** PROMPT **
Return all the lines below in which the string "DeterministicRng" appears.

Collection entries

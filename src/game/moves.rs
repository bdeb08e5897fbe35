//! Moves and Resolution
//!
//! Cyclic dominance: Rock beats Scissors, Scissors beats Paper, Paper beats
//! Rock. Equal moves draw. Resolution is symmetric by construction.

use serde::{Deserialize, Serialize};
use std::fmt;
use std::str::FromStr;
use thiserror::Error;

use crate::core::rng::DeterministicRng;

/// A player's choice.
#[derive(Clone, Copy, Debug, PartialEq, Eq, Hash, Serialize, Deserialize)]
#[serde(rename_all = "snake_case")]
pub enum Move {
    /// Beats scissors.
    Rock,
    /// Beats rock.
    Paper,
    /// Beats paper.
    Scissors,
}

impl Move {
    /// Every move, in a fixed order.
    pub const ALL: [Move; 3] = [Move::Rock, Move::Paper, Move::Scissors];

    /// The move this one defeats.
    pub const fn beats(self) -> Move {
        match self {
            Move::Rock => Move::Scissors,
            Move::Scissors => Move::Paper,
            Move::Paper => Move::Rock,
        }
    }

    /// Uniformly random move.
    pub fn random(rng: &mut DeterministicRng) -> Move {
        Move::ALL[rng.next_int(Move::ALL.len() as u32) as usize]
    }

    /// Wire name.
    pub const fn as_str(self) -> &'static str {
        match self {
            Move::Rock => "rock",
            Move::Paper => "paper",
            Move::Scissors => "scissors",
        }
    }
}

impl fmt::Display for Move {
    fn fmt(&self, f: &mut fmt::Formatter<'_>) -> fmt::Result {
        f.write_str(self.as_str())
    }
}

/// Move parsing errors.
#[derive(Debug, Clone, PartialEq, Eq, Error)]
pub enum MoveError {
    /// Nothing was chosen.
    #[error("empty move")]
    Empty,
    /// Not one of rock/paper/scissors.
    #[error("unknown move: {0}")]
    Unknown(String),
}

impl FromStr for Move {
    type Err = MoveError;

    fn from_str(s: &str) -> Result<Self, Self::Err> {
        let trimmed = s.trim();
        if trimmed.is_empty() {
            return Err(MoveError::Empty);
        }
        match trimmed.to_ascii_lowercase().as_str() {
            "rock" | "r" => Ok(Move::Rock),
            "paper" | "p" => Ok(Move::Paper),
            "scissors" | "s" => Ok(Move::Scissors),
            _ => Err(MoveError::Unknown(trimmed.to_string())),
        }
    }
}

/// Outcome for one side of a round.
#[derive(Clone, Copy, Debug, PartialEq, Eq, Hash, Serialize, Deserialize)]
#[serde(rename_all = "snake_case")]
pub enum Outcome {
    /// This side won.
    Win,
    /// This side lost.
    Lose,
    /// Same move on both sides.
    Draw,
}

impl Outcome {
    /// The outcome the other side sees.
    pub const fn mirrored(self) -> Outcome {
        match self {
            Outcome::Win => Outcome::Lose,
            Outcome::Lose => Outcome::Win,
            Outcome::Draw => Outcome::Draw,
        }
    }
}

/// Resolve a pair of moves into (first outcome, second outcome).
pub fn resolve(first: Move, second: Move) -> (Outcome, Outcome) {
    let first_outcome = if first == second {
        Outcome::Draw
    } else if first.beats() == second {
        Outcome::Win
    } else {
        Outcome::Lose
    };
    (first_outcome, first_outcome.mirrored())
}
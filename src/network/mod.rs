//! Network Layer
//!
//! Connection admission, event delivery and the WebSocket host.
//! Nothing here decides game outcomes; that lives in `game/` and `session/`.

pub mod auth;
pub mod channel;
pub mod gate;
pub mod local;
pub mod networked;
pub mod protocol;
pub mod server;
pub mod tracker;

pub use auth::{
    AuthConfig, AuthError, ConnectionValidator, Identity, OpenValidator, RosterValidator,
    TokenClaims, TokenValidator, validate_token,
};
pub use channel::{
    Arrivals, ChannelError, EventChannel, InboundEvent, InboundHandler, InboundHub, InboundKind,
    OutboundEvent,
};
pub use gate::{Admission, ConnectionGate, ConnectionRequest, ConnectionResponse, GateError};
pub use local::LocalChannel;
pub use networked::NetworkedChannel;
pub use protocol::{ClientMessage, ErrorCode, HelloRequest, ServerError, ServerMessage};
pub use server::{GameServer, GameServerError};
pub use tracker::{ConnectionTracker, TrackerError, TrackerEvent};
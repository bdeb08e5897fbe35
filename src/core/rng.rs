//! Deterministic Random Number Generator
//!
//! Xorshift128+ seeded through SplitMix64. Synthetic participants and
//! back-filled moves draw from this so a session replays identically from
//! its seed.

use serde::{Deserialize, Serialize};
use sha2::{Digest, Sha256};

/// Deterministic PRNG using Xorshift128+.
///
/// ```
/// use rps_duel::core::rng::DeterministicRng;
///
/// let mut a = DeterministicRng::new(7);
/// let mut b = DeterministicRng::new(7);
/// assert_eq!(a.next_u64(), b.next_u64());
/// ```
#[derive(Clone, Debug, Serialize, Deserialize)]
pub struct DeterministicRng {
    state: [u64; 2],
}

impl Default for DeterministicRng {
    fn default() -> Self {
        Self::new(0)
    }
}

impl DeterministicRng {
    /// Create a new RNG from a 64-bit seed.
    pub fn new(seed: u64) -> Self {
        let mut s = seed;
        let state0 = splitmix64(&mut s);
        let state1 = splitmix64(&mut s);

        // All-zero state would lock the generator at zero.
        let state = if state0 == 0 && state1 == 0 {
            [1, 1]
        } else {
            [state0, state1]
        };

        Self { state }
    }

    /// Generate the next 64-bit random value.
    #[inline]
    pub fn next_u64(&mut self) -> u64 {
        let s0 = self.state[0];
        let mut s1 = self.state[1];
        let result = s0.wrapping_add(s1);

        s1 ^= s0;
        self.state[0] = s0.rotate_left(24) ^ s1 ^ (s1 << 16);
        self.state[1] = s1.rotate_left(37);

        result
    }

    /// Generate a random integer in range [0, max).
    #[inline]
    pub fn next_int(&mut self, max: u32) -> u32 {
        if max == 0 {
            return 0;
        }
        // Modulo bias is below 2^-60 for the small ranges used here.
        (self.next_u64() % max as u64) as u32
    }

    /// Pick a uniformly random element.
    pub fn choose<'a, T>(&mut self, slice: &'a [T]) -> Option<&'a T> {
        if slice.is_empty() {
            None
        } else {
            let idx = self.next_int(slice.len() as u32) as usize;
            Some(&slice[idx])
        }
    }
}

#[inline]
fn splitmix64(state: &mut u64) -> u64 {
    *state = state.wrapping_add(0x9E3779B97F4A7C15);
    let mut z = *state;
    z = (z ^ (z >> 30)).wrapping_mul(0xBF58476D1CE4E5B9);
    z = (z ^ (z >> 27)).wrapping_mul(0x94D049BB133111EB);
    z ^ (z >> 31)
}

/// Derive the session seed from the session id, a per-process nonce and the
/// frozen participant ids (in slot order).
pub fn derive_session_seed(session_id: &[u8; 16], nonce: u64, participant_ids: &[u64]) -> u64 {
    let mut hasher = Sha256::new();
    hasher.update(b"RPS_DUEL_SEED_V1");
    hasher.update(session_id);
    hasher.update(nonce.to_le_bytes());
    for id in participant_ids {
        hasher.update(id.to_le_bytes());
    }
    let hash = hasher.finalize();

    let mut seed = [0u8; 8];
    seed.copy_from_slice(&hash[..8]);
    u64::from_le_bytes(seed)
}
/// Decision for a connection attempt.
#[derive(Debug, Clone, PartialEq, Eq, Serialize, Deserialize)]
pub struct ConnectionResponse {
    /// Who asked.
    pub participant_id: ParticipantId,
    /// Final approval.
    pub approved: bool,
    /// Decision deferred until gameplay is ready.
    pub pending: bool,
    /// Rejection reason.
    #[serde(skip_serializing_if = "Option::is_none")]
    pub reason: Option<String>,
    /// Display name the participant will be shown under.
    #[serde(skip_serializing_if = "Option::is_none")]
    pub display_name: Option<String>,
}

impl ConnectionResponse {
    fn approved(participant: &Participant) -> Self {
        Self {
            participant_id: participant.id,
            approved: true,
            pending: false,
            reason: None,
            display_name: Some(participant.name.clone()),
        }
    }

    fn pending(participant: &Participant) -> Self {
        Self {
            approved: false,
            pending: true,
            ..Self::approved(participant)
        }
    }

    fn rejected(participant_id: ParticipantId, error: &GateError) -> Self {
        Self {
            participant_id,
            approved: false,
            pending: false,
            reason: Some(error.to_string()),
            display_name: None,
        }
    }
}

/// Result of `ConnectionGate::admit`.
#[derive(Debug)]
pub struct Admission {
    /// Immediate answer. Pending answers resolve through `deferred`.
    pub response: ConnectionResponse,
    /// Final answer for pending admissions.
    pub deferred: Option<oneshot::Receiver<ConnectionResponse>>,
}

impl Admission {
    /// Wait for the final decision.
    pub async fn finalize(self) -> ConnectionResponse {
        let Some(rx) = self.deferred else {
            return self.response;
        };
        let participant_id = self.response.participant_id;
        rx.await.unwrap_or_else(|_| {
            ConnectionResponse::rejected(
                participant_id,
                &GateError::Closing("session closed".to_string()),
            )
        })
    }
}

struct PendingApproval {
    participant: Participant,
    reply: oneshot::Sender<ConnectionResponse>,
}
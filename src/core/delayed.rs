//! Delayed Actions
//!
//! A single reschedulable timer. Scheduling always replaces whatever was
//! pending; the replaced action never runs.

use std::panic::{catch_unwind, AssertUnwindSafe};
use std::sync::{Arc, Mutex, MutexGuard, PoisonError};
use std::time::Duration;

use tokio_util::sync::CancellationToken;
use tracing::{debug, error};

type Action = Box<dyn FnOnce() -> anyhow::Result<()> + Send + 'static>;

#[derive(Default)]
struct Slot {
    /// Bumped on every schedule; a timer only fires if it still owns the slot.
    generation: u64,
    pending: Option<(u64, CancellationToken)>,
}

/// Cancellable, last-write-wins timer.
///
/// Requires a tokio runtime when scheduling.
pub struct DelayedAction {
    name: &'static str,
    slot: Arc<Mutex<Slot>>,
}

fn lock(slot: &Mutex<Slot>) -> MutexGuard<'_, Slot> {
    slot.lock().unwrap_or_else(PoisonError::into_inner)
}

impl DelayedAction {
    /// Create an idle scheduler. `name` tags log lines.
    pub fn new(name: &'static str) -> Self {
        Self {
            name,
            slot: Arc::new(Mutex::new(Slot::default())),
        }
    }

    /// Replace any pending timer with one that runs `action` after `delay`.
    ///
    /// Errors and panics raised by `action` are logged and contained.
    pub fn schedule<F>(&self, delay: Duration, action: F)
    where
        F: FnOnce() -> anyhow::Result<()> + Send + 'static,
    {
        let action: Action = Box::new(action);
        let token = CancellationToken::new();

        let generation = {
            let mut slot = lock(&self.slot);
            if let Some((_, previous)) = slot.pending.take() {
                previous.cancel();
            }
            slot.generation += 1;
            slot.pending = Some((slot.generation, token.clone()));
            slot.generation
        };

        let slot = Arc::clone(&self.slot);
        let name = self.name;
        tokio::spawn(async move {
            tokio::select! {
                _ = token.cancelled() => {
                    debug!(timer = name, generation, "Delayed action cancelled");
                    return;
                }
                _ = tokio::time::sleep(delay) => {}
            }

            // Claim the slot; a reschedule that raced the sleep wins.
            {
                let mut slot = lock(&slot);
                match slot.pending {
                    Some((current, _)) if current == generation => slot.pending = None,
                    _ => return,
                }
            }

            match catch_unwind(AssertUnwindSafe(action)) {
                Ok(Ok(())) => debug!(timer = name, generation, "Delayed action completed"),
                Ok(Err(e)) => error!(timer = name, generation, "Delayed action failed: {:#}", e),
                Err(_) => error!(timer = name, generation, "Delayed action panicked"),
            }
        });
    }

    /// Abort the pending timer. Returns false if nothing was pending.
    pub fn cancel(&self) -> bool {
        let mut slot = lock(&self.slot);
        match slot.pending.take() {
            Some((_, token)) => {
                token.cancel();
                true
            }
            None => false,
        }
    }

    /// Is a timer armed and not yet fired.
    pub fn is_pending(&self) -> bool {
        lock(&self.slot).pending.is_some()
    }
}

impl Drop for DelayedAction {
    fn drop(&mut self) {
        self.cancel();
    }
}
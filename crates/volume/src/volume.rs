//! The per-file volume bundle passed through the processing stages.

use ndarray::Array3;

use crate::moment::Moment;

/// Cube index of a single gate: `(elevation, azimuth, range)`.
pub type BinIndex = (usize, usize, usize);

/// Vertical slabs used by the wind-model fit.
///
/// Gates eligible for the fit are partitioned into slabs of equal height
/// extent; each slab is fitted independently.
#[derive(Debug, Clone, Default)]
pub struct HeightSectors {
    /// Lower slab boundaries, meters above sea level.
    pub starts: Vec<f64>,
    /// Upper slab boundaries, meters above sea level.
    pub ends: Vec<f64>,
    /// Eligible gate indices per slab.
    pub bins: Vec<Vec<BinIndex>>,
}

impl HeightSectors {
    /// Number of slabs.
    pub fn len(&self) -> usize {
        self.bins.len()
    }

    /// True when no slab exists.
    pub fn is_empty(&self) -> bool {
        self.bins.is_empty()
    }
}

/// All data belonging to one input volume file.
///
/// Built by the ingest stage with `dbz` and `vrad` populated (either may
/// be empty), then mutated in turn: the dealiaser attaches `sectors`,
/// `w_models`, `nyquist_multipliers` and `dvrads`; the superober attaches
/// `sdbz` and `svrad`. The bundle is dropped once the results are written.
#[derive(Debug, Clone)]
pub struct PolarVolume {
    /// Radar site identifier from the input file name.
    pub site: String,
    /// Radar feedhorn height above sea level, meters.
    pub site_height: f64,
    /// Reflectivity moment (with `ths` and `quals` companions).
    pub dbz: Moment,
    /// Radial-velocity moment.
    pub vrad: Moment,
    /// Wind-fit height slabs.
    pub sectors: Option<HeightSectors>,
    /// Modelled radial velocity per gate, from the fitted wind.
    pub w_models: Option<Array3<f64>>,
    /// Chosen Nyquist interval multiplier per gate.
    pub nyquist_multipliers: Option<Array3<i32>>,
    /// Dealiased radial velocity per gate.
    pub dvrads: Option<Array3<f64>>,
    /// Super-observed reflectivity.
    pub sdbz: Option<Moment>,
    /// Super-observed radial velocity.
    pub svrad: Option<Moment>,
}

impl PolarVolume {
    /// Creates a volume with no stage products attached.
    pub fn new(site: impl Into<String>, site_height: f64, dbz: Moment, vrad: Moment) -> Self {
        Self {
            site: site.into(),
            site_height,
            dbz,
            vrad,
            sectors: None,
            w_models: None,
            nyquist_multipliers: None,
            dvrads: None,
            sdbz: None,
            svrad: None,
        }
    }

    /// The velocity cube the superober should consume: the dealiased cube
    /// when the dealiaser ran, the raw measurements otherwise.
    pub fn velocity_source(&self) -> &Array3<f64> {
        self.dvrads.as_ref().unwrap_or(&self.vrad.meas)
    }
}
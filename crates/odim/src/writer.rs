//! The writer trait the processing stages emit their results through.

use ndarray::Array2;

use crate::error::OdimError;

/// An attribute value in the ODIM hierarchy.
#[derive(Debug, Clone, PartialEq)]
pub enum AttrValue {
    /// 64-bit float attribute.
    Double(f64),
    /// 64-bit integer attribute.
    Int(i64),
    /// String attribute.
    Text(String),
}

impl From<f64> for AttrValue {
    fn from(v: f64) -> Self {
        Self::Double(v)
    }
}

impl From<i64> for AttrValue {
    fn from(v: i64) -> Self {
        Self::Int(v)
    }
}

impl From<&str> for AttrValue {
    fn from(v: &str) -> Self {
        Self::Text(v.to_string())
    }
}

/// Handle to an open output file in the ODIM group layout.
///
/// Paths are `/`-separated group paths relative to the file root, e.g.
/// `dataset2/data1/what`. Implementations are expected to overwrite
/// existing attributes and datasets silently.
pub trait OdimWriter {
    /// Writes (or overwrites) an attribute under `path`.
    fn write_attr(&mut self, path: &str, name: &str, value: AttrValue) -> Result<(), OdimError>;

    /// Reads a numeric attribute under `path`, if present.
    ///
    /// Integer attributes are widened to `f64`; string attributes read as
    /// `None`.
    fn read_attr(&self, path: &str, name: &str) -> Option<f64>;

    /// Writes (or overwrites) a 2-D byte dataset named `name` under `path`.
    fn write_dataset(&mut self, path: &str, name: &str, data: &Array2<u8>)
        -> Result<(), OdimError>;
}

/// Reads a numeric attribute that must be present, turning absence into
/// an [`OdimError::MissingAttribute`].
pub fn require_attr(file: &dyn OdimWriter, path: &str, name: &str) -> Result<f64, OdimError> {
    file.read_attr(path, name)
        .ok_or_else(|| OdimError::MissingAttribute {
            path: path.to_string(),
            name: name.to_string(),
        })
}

** SOLUTION TO THIS TASK **
use crate::core::rng::DeterministicRng;
    pub fn random(rng: &mut DeterministicRng) -> Move {
/// use rps_duel::core::rng::DeterministicRng;
/// let mut a = DeterministicRng::new(7);
/// let mut b = DeterministicRng::new(7);
pub struct DeterministicRng {
impl Default for DeterministicRng {
impl DeterministicRng {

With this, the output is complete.